Information: Begin

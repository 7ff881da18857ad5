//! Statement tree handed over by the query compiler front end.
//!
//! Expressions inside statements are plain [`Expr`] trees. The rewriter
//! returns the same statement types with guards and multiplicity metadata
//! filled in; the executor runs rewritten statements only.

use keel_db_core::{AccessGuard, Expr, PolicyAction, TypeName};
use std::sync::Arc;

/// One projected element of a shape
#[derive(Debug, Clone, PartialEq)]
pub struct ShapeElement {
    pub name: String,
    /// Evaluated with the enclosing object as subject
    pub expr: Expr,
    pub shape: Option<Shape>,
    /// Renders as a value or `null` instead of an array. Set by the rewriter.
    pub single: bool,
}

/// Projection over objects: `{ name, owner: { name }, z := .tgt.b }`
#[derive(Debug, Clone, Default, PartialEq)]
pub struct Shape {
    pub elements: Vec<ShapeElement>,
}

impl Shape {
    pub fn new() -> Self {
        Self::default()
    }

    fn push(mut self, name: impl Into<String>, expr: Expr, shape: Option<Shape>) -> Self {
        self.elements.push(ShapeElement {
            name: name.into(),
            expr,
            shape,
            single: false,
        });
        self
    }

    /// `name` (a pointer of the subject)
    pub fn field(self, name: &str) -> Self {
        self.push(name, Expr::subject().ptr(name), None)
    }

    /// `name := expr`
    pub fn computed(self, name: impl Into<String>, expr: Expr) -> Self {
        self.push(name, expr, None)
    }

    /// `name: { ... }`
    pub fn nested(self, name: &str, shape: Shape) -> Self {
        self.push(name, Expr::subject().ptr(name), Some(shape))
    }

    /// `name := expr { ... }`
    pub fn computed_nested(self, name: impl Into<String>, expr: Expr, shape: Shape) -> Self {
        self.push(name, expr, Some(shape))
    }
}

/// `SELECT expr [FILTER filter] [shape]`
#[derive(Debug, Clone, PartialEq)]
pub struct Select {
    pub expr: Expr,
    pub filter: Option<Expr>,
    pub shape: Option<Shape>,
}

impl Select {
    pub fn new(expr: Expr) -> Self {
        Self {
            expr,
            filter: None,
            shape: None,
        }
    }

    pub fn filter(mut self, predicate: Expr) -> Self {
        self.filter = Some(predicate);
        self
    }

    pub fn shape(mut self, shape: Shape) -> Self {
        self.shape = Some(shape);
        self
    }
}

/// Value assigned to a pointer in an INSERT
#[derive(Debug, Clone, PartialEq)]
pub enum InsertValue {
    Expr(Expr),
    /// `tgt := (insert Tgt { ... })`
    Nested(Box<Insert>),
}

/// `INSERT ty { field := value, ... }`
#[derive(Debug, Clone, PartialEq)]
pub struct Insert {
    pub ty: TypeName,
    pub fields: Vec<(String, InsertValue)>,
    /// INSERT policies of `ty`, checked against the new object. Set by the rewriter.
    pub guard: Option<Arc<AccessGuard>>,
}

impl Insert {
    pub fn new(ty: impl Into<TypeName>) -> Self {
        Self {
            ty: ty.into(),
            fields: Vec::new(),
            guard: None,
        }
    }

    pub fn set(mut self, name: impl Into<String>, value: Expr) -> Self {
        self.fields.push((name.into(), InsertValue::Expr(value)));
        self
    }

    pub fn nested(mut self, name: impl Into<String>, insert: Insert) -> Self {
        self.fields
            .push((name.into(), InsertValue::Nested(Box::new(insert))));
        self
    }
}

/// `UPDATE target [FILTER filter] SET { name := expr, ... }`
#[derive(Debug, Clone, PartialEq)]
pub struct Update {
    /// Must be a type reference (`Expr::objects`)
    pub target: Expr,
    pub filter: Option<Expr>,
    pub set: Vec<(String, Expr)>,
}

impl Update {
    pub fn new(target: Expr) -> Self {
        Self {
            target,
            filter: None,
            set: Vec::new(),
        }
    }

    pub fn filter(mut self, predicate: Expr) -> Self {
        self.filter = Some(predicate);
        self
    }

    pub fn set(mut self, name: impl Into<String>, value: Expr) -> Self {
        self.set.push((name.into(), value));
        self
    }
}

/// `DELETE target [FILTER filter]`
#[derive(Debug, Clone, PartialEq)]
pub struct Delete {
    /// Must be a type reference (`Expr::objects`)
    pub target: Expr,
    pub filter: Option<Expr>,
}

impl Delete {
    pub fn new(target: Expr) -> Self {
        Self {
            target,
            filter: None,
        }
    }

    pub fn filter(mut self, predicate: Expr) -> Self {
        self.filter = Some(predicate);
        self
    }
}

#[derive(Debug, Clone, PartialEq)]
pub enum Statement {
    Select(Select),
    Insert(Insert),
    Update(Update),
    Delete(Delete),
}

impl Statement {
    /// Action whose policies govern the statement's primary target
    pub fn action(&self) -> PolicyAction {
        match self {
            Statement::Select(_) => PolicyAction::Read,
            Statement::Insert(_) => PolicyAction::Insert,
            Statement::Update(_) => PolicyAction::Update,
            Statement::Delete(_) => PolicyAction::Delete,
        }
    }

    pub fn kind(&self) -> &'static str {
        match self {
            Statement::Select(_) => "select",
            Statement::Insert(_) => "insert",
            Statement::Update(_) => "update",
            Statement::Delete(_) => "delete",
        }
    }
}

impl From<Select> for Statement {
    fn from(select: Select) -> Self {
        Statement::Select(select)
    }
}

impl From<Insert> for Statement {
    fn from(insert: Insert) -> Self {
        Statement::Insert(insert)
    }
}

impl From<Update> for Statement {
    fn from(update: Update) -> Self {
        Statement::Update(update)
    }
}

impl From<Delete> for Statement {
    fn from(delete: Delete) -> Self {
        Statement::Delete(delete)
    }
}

Information: End

Scan the entries above. Copy each line that has the string "policies".

[Expected output]
    /// INSERT policies of `ty`, checked against the new object. Set by the rewriter.
    /// Action whose policies govern the statement's primary target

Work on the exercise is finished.